_TASK ITEM:_ Please restate the material below word for word, from the first line through the one that contains "takes precedence over", inclusive.

BEGIN GIVEN RECORDS

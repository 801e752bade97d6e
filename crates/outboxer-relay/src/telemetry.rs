use crate::config::LogConfig;
use tracing_subscriber::{fmt, layer::SubscriberExt, util::SubscriberInitExt, EnvFilter};

/// Install the global subscriber. `RUST_LOG` takes precedence over
/// `log.level`.
pub fn init(config: &LogConfig) {
    let env_filter =
        EnvFilter::try_from_default_env().unwrap_or_else(|_| EnvFilter::new(&config.level));

    let registry = tracing_subscriber::registry().with(env_filter);
    if config.json {
        registry
            .with(fmt::layer().json().with_current_span(true))
            .init();
    } else {
        registry.with(fmt::layer().with_target(true)).init();
    }
}
//! Relay error taxonomy.

use crate::message::MessageId;
use std::fmt;
use std::time::Duration;
use thiserror::Error;

/// Which resolution a failed store call was attempting.
#[derive(Debug, Clone, Copy, PartialEq, Eq, Hash)]
pub enum ResolveAction {
    Delete,
    Unlock,
}

impl fmt::Display for ResolveAction {
    fn fmt(&self, f: &mut fmt::Formatter<'_>) -> fmt::Result {
        match self {
            ResolveAction::Delete => f.write_str("delete"),
            ResolveAction::Unlock => f.write_str("unlock"),
        }
    }
}

/// Errors produced by the relay engine.
///
/// Store, publish and resolve failures are handled inside the stage that
/// raised them and only show up in logs. The remaining variants surface from
/// [`RelayBuilder::build`](crate::RelayBuilder::build) or
/// [`RelayHandle::shutdown`](crate::RelayHandle::shutdown).
#[derive(Debug, Error)]
pub enum RelayError {
    /// The claim store could not run a claim. Scoped to one poll cycle.
    #[error("claim store unavailable")]
    StoreUnavailable(#[source] anyhow::Error),

    /// The sink rejected a message. Routine; the message is unlocked.
    #[error("failed to publish message {id}")]
    PublishFailure {
        id: MessageId,
        #[source]
        source: anyhow::Error,
    },

    /// A delete or unlock call failed. The ids stay buffered for retry.
    #[error("failed to {action} {count} message(s)")]
    ResolveFailure {
        action: ResolveAction,
        count: usize,
        #[source]
        source: anyhow::Error,
    },

    /// A stage tried to hand work to a queue whose consumer is gone.
    #[error("{stage} stage lost its downstream queue")]
    QueueClosed { stage: &'static str },

    #[error("{stage} stage panicked")]
    StagePanicked { stage: &'static str },

    #[error("relay did not drain within {0:?}")]
    ShutdownTimedOut(Duration),

    #[error("failed to close {resource}")]
    Close {
        resource: &'static str,
        #[source]
        source: anyhow::Error,
    },

    #[error("invalid relay configuration: {0}")]
    InvalidConfig(String),
}

pub type RelayResult<T> = Result<T, RelayError>;

#[cfg(test)]
mod tests {
    use super::*;

    #[test]
    fn resolve_failure_names_action_and_count() {
        let err = RelayError::ResolveFailure {
            action: ResolveAction::Unlock,
            count: 3,
            source: anyhow::anyhow!("connection reset"),
        };
        assert_eq!(err.to_string(), "failed to unlock 3 message(s)");
        assert_eq!(
            std::error::Error::source(&err).map(|s| s.to_string()),
            Some("connection reset".to_string())
        );
    }
}
//! Fixed-interval execution of a unit of work inside a supervised stage.

use crate::error::RelayResult;
use crate::supervisor::Supervisor;
use std::future::Future;
use std::ops::ControlFlow;
use std::time::Duration;
use tokio::time::MissedTickBehavior;
use tokio_util::sync::CancellationToken;
use tracing::debug;

/// Run `work` every `period` as the stage `stage` of `supervisor`.
///
/// The first invocation happens immediately. Invocations never overlap: the
/// next tick is awaited only after `work` completes, and ticks missed while
/// it ran collapse into a single immediate tick.
///
/// `stop` is only observed between invocations, so a started cycle always
/// runs to completion. The loop also ends when `work` returns
/// `ControlFlow::Break` or an error; the error is reported to the supervisor.
pub fn run_periodically<F, Fut>(
    supervisor: &Supervisor,
    stage: &'static str,
    period: Duration,
    stop: CancellationToken,
    mut work: F,
) where
    F: FnMut() -> Fut + Send + 'static,
    Fut: Future<Output = RelayResult<ControlFlow<()>>> + Send + 'static,
{
    supervisor.spawn(stage, async move {
        let mut ticker = tokio::time::interval(period);
        ticker.set_missed_tick_behavior(MissedTickBehavior::Delay);

        loop {
            tokio::select! {
                biased;
                _ = stop.cancelled() => {
                    debug!(stage, "no longer accepting ticks");
                    break;
                }
                _ = ticker.tick() => {}
            }

            if work().await?.is_break() {
                break;
            }
        }

        Ok(())
    });
}
//! The unit of relay.

use bytes::Bytes;
use std::fmt;
use uuid::Uuid;

/// Opaque identifier assigned to a message by the claim store.
///
/// The relay never interprets it; it is only handed back to the store to
/// address `delete` and `unlock`.
#[derive(Debug, Clone, PartialEq, Eq, PartialOrd, Ord, Hash)]
pub struct MessageId(String);

impl MessageId {
    pub fn new(id: impl Into<String>) -> Self {
        Self(id.into())
    }

    pub fn as_str(&self) -> &str {
        &self.0
    }

    pub fn into_inner(self) -> String {
        self.0
    }
}

impl fmt::Display for MessageId {
    fn fmt(&self, f: &mut fmt::Formatter<'_>) -> fmt::Result {
        f.write_str(&self.0)
    }
}

impl From<String> for MessageId {
    fn from(id: String) -> Self {
        Self(id)
    }
}

impl From<&str> for MessageId {
    fn from(id: &str) -> Self {
        Self(id.to_owned())
    }
}

impl From<Uuid> for MessageId {
    fn from(id: Uuid) -> Self {
        Self(id.to_string())
    }
}

impl AsRef<str> for MessageId {
    fn as_ref(&self) -> &str {
        &self.0
    }
}

/// A claimed outbox message.
///
/// The body is opaque to the relay: it is never parsed, only forwarded to
/// the sink. Cloning is cheap since the payload is reference counted.
#[derive(Debug, Clone, PartialEq, Eq)]
pub struct Message {
    pub id: MessageId,
    pub body: Bytes,
}

impl Message {
    pub fn new(id: impl Into<MessageId>, body: impl Into<Bytes>) -> Self {
        Self {
            id: id.into(),
            body: body.into(),
        }
    }
}

/// Messages returned by a single claim. Order carries no meaning.
pub type MessageBatch = Vec<Message>;
//! Relay tuning knobs.

use crate::error::{RelayError, RelayResult};
use serde::Deserialize;
use std::time::Duration;

/// Engine configuration.
///
/// Durations are read as milliseconds when deserialized, e.g.
/// `poll_interval_ms: 3000`.
#[derive(Debug, Clone, PartialEq, Eq, Deserialize)]
#[serde(default)]
pub struct RelayConfig {
    /// How often the poll stage claims a batch. Also paces the publish and
    /// sweep stages.
    #[serde(rename = "poll_interval_ms", with = "millis")]
    pub poll_interval: Duration,

    /// Capacity of the publish queue and of each outcome queue. A full
    /// publish queue blocks the poll stage.
    pub queue_capacity: usize,

    /// Outcome buffers are flushed to the store as soon as they hold this
    /// many ids.
    pub resolve_batch_size: usize,

    /// Partially filled outcome buffers are flushed at this interval.
    #[serde(rename = "resolve_flush_interval_ms", with = "millis")]
    pub resolve_flush_interval: Duration,

    /// Attempts for the final flush while shutting down.
    pub resolve_retry_limit: u32,

    /// Unlock rows locked for longer than this. Disabled when unset.
    ///
    /// Must comfortably exceed the time a message spends between claim and
    /// resolution, otherwise in-flight rows are handed to another relay.
    #[serde(rename = "stale_lock_after_ms", with = "millis_opt")]
    pub stale_lock_after: Option<Duration>,

    /// Bound on the drain phase of shutdown.
    #[serde(rename = "shutdown_timeout_ms", with = "millis")]
    pub shutdown_timeout: Duration,
}

impl Default for RelayConfig {
    fn default() -> Self {
        Self {
            poll_interval: Duration::from_secs(3),
            queue_capacity: 256,
            resolve_batch_size: 100,
            resolve_flush_interval: Duration::from_millis(250),
            resolve_retry_limit: 5,
            stale_lock_after: None,
            shutdown_timeout: Duration::from_secs(30),
        }
    }
}

impl RelayConfig {
    pub fn validate(&self) -> RelayResult<()> {
        if self.poll_interval.is_zero() {
            return Err(RelayError::InvalidConfig(
                "poll interval must be non-zero".into(),
            ));
        }
        if self.resolve_flush_interval.is_zero() {
            return Err(RelayError::InvalidConfig(
                "resolve flush interval must be non-zero".into(),
            ));
        }
        if self.queue_capacity == 0 {
            return Err(RelayError::InvalidConfig(
                "queue capacity must be at least 1".into(),
            ));
        }
        if self.resolve_batch_size == 0 {
            return Err(RelayError::InvalidConfig(
                "resolve batch size must be at least 1".into(),
            ));
        }
        if self.resolve_retry_limit == 0 {
            return Err(RelayError::InvalidConfig(
                "resolve retry limit must be at least 1".into(),
            ));
        }
        if matches!(self.stale_lock_after, Some(d) if d.is_zero()) {
            return Err(RelayError::InvalidConfig(
                "stale lock threshold must be non-zero".into(),
            ));
        }
        Ok(())
    }
}

mod millis {
    use serde::{Deserialize, Deserializer};
    use std::time::Duration;

    pub fn deserialize<'de, D: Deserializer<'de>>(deserializer: D) -> Result<Duration, D::Error> {
        u64::deserialize(deserializer).map(Duration::from_millis)
    }
}

mod millis_opt {
    use serde::{Deserialize, Deserializer};
    use std::time::Duration;

    pub fn deserialize<'de, D: Deserializer<'de>>(
        deserializer: D,
    ) -> Result<Option<Duration>, D::Error> {
        Ok(Option::<u64>::deserialize(deserializer)?.map(Duration::from_millis))
    }
}
// ============================================================================
// Poll stage
// ============================================================================

fn spawn_poll_stage(
    supervisor: &Supervisor,
    store: Arc<dyn ClaimStore>,
    publish_tx: mpsc::Sender<Message>,
    period: Duration,
    stats: Arc<RelayStats>,
) {
    // The sender lives in this closure; it is dropped, closing the publish
    // queue, when the periodic loop ends.
    run_periodically(
        supervisor,
        POLL_STAGE,
        period,
        supervisor.shutdown_token(),
        move || {
            let store = store.clone();
            let publish_tx = publish_tx.clone();
            let stats = stats.clone();
            async move { poll_once(store.as_ref(), &publish_tx, &stats).await }
        },
    );
}

async fn poll_once(
    store: &dyn ClaimStore,
    publish_tx: &mpsc::Sender<Message>,
    stats: &RelayStats,
) -> RelayResult<ControlFlow<()>> {
    let batch = match store.claim_batch().await {
        Ok(batch) => batch,
        Err(source) => {
            stats.record_poll_failure();
            warn!(
                error = %describe(RelayError::StoreUnavailable(source)),
                "claim failed, retrying on next tick"
            );
            return Ok(ControlFlow::Continue(()));
        }
    };

    if batch.is_empty() {
        trace!("nothing to claim");
        return Ok(ControlFlow::Continue(()));
    }

    stats.record_claimed(batch.len());
    debug!(count = batch.len(), "claimed batch");

    let mut batch = batch.into_iter();
    while let Some(message) = batch.next() {
        if publish_tx.send(message).await.is_err() {
            error!(
                stranded = batch.len() + 1,
                "publish queue closed with claimed messages still pending"
            );
            return Err(RelayError::QueueClosed { stage: POLL_STAGE });
        }
    }

    Ok(ControlFlow::Continue(()))
}

// ============================================================================
// Publish stage
// ============================================================================

#[derive(Clone)]
struct Outcomes {
    success: mpsc::Sender<MessageId>,
    failure: mpsc::Sender<MessageId>,
}

fn spawn_publish_stage(
    supervisor: &Supervisor,
    sink: Arc<dyn MessageSink>,
    publish_rx: mpsc::Receiver<Message>,
    outcomes: Outcomes,
    period: Duration,
    stats: Arc<RelayStats>,
) {
    // A tick consumes the queue until it closes, so in practice the body
    // runs once; the lock only lets the tick's future own the receiver.
    let publish_rx = Arc::new(Mutex::new(publish_rx));

    run_periodically(
        supervisor,
        PUBLISH_STAGE,
        period,
        supervisor.abort_token(),
        move || {
            let sink = sink.clone();
            let publish_rx = publish_rx.clone();
            let outcomes = outcomes.clone();
            let stats = stats.clone();
            async move {
                let mut publish_rx = publish_rx.lock().await;
                publish_pending(sink.as_ref(), &mut *publish_rx, &outcomes, &stats).await
            }
        },
    );
}

/// Publish every message until the publish queue is closed and empty.
///
/// Blocks without spinning while the queue is empty. Returns `Break` once
/// the poll stage has gone and nothing is left, which drops this stage's
/// outcome senders and lets the resolve stage finish.
async fn publish_pending(
    sink: &dyn MessageSink,
    publish_rx: &mut mpsc::Receiver<Message>,
    outcomes: &Outcomes,
    stats: &RelayStats,
) -> RelayResult<ControlFlow<()>> {
    while let Some(message) = publish_rx.recv().await {
        publish_one(sink, message, outcomes, stats).await?;
    }

    debug!("publish queue closed and drained");
    Ok(ControlFlow::Break(()))
}

async fn publish_one(
    sink: &dyn MessageSink,
    message: Message,
    outcomes: &Outcomes,
    stats: &RelayStats,
) -> RelayResult<()> {
    let queue = match sink.publish(&message).await {
        Ok(()) => {
            stats.record_published();
            trace!(message_id = %message.id, "published");
            &outcomes.success
        }
        Err(source) => {
            stats.record_publish_failed();
            debug!(
                message_id = %message.id,
                error = %describe(RelayError::PublishFailure {
                    id: message.id.clone(),
                    source,
                }),
                "publish failed, message will be unlocked"
            );
            &outcomes.failure
        }
    };

    queue
        .send(message.id)
        .await
        .map_err(|_| RelayError::QueueClosed {
            stage: PUBLISH_STAGE,
        })
}

// ============================================================================
// Resolve stage
// ============================================================================

/// Ids waiting for one kind of resolution.
///
/// Ids still buffered when this is dropped, because the drain ran out of
/// attempts or the resolve stage was aborted, are logged at error and
/// counted as abandoned.
struct PendingResolution {
    action: ResolveAction,
    ids: Vec<MessageId>,
    /// Set after a failed flush. Size-triggered flushes are skipped until
    /// a timer pass succeeds.
    failing: bool,
    stats: Arc<RelayStats>,
}

impl PendingResolution {
    fn new(action: ResolveAction, stats: Arc<RelayStats>) -> Self {
        Self {
            action,
            ids: Vec::new(),
            failing: false,
            stats,
        }
    }

    fn push(&mut self, id: MessageId) {
        self.ids.push(id);
    }

    fn should_flush(&self, batch_size: usize) -> bool {
        !self.failing && self.ids.len() >= batch_size
    }

    /// Hand the buffered ids to the store. On failure they stay buffered.
    async fn flush(&mut self, store: &dyn ClaimStore) -> bool {
        if self.ids.is_empty() {
            return true;
        }

        let count = self.ids.len();
        let result = match self.action {
            ResolveAction::Delete => store.delete(&self.ids).await,
            ResolveAction::Unlock => store.unlock(&self.ids).await,
        };

        match result {
            Ok(()) => {
                match self.action {
                    ResolveAction::Delete => self.stats.record_deleted(count),
                    ResolveAction::Unlock => self.stats.record_unlocked(count),
                }
                debug!(action = %self.action, count, "resolved messages");
                self.ids.clear();
                self.failing = false;
                true
            }
            Err(source) => {
                self.stats.record_resolve_failure();
                error!(
                    action = %self.action,
                    count,
                    error = %describe(RelayError::ResolveFailure {
                        action: self.action,
                        count,
                        source,
                    }),
                    "resolve failed, will retry"
                );
                self.failing = true;
                false
            }
        }
    }

    /// Final flush with a bounded number of attempts.
    async fn drain(&mut self, store: &dyn ClaimStore, attempts: u32, backoff: Duration) {
        for attempt in 1..=attempts {
            if self.flush(store).await {
                return;
            }
            if attempt < attempts {
                tokio::time::sleep(backoff).await;
            }
        }

        self.abandon(&format!("store still failing after {attempts} attempts"));
    }

    fn abandon(&mut self, reason: &str) {
        if self.ids.is_empty() {
            return;
        }

        let ids: Vec<&str> = self.ids.iter().map(MessageId::as_str).collect();
        error!(
            action = %self.action,
            count = ids.len(),
            ids = ?ids,
            reason,
            "giving up on resolving messages; their rows stay locked until swept or unlocked manually"
        );
        self.stats.record_abandoned(self.ids.len());
        self.ids.clear();
    }
}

END GIVEN RECORDS

_RESULT OF THIS TASK:_
repository 801e752bade97d6e
filename crates/outboxer-relay/src/telemetry.rs
use crate::config::LogConfig;
use tracing_subscriber::{fmt, layer::SubscriberExt, util::SubscriberInitExt, EnvFilter};

/// Install the global subscriber. `RUST_LOG` takes precedence over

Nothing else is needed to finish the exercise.